Editors Note: This article was originally written in 2010. However, in anticipation of Dr. Taylor’s summer courses on “How To Read Shakespeare” and “How To Read A Short Story” we are running a number of articles that touch on these two subjects. We hope you enjoy the series.
When I was in high school I remember feeling some strange disappointment when I would come across a book of short stories by an author whose novels I admired, or when I was assigned a story for school – when I was forced to read it.
I loved to read and always had, and did so a fair amount, but I found that I much preferred the long form of the novel to that of the more brief, inherently and uniquely reserved, short story. I certainly enjoyed, for the most part, what I read of authors like Flannery O’Connor (who I today consider one of America’s greatest writers ever), mostly, I’m sure, for her weirdly ambiguous endings and mysterious characters.
Yet, I seem to have found the lack of unique plot twists and of distinctly moving moral situations so common in the short form to be a negative. I’ve been wondering why. Today, I prefer few novels to a wonderful short story (and no, it’s not because a short story does not surpass the 300 page limit I often say I don’t read beyond, jokingly of course).

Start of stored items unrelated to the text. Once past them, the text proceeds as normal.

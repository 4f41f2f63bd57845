//! SVG path data (`d` attribute) generation.

use crate::projection::Projection;
use geo::{LineString, MultiPolygon};
use std::fmt::Write;

/// Format a screen coordinate with at most two decimals and no trailing zeros.
pub fn fmt_coord(v: f64) -> String {
    // adding 0.0 turns -0.0 into 0.0
    let rounded = (v * 100.0).round() / 100.0 + 0.0;
    format!("{}", rounded)
}

/// Path data through already-projected points: `M x,y L x,y ...`.
pub fn polyline(points: &[(f64, f64)], closed: bool) -> String {
    let mut d = String::new();
    for (i, (x, y)) in points.iter().enumerate() {
        let cmd = if i == 0 { 'M' } else { 'L' };
        let _ = write!(d, "{}{},{}", cmd, fmt_coord(*x), fmt_coord(*y));
    }
    if closed && !points.is_empty() {
        d.push('Z');
    }
    d
}

/// Project a line of (lon, lat) pairs and return its path data.
pub fn line_path<P: Projection>(projection: &P, coords: &[(f64, f64)], closed: bool) -> String {
    let projected: Vec<(f64, f64)> = coords
        .iter()
        .map(|(lon, lat)| projection.project(*lon, *lat))
        .collect();
    polyline(&projected, closed)
}

fn ring_path<P: Projection>(projection: &P, ring: &LineString<f64>, out: &mut String) {
    let coords: Vec<(f64, f64)> = ring.coords().map(|c| (c.x, c.y)).collect();
    // the closing coordinate duplicates the first one; `Z` closes the ring
    let open = match coords.split_last() {
        Some((last, rest)) if rest.first() == Some(last) => rest,
        _ => &coords[..],
    };
    out.push_str(&line_path(projection, open, true));
}

/// Path data for every ring (exterior and holes) of a multipolygon.
pub fn multipolygon_path<P: Projection>(projection: &P, geometry: &MultiPolygon<f64>) -> String {
    let mut d = String::new();
    for polygon in geometry.iter() {
        ring_path(projection, polygon.exterior(), &mut d);
        for interior in polygon.interiors() {
            ring_path(projection, interior, &mut d);
        }
    }
    d
}

#[cfg(test)]
mod tests {
    use super::*;
    use crate::projection::WinkelTripel;
    use geo::{polygon, MultiPolygon};

    struct Identity;

    impl Projection for Identity {
        fn project(&self, lon: f64, lat: f64) -> (f64, f64) {
            (lon, lat)
        }
    }

    #[test]
    fn test_fmt_coord() {
        assert_eq!(fmt_coord(0.0), "0");
        assert_eq!(fmt_coord(-0.0001), "0");
        assert_eq!(fmt_coord(215.0), "215");
        assert_eq!(fmt_coord(107.5), "107.5");
        assert_eq!(fmt_coord(1.23456), "1.23");
    }

    #[test]
    fn test_polyline() {
        assert_eq!(polyline(&[(0.0, 1.0), (2.0, 3.0)], false), "M0,1L2,3");
        assert_eq!(polyline(&[(0.0, 1.0), (2.0, 3.0)], true), "M0,1L2,3Z");
        assert_eq!(polyline(&[], true), "");
    }

    #[test]
    fn test_multipolygon_path_drops_closing_coordinate() {
        let square = polygon![(x: 0.0, y: 0.0), (x: 2.0, y: 0.0), (x: 2.0, y: 2.0), (x: 0.0, y: 2.0)];
        let mp = MultiPolygon::new(vec![square]);
        assert_eq!(multipolygon_path(&Identity, &mp), "M0,0L2,0L2,2L0,2Z");
    }

    #[test]
    fn test_multipolygon_path_with_hole() {
        let with_hole = polygon!(
            exterior: [(x: 0.0, y: 0.0), (x: 4.0, y: 0.0), (x: 4.0, y: 4.0), (x: 0.0, y: 4.0)],
            interiors: [[(x: 1.0, y: 1.0), (x: 2.0, y: 1.0), (x: 2.0, y: 2.0)]],
        );
        let d = multipolygon_path(&Identity, &MultiPolygon::new(vec![with_hole]));
        assert_eq!(d.matches('M').count(), 2);
        assert_eq!(d.matches('Z').count(), 2);
    }

    #[test]
    fn test_line_path_projects() {
        let projection = WinkelTripel::new(100.0, (0.0, 0.0));
        assert_eq!(line_path(&projection, &[(0.0, 0.0)], false), "M0,0");
    }
}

Don’t get me wrong. Good short stories, and certainly O’Conner’s, do contain moving moral situations. But they are necessarily reserved in their immediate implications towards the reader. Since, in the short form, the author is limited regarding how much information they can provide, how much background they can introduce, how close they can make the reader feel to the situation or characters, such moral dilemmas can only mean so much to the reader. In other words, since you can’t know Mr. Smith from Joe White’s The Made-up Story as well as you could have had the story been a novel, then the fact that he is about to burn down his home and join a militia group is going to be less meaningful than it would be if you did know him as intimately as a similarly plotted novel would allow.
(Note that I said that short stories are limited in their “immediate implications.” Further contemplation and interpretation certainly will open up a world of implications to the thoughtful, observant reader.)
So, it would seem, the short form is concerned above all with the “why?” of the tale and the novel above all with fact, incident – the “what” of the story.
Of course, my lack of affection for the short form back then probably derived in part from the fact that novels – and the good one’s especially – are uniquely capable of creating plot-based excitement and anticipation, emotionally transfixing moral conundrums, and characters whose many layers offer insights into the human existence. Things that the short story simply cannot provide in the same way. The short story writer must work within the confines of their form and therefore they must say what they want to say, or rather show what they want to show, in a much less complicated – though, hopefully, no less thoughtful – fashion.
Necessarily, therefore, the short story, since it cannot do all the work itself, demands much more of the reader than the common novel (there are exceptions, of course). This is probably why, as a high school student, I didn’t much appreciate the form. I didn’t want to have to work as much as was being demanded of me.
I love this quote by Harold Bloom (from How To Read and Why) that, I think, sums the idea up pretty well, and provides some advice to boot:
Short stories favor the tacit; they compel the reader to be active, and to discern explanations that the writer avoids.The reader… must slow down, quite deliberately, and start listening with the inner ear. Such listening overhears the characters, as well as hearing them; think of them as your characters, and wonder what is implied, rather than told about them. Unlike most figures in novels, their foregrounding are largely up to you, utilizing the hints subtly provided by the reader.
From Turgenev through Eudora Welty and beyond, short story writers refrain from moral judgments… The most skilled short story writers are as elliptical in regard to moral judgments as they are in regard to continuities of action of the details of a character’s past life. You, as reader, are to decide if moral judgment if relevant, and then the judgment will be yours to make.
The short story provides some unique challenges for both writer and reader, challenges that they must, in effect, confront together, in concert with each other.
In it’s own meta-fictive way, reading a short story is a bit like solving a mystery. The clues are laid out for us (one hopes) and it is our job to make sense of them.
It is for this reason that I love reading a good short story.
And I suppose, therefore, that writing a short story is something like creating a puzzle, perhaps one of the crossword variety even. It is the job of the writer to set forth pieces whose shapes will appropriately fit together. With just the right amount of ambiguity of course.
I for one hope the short story makes a comeback.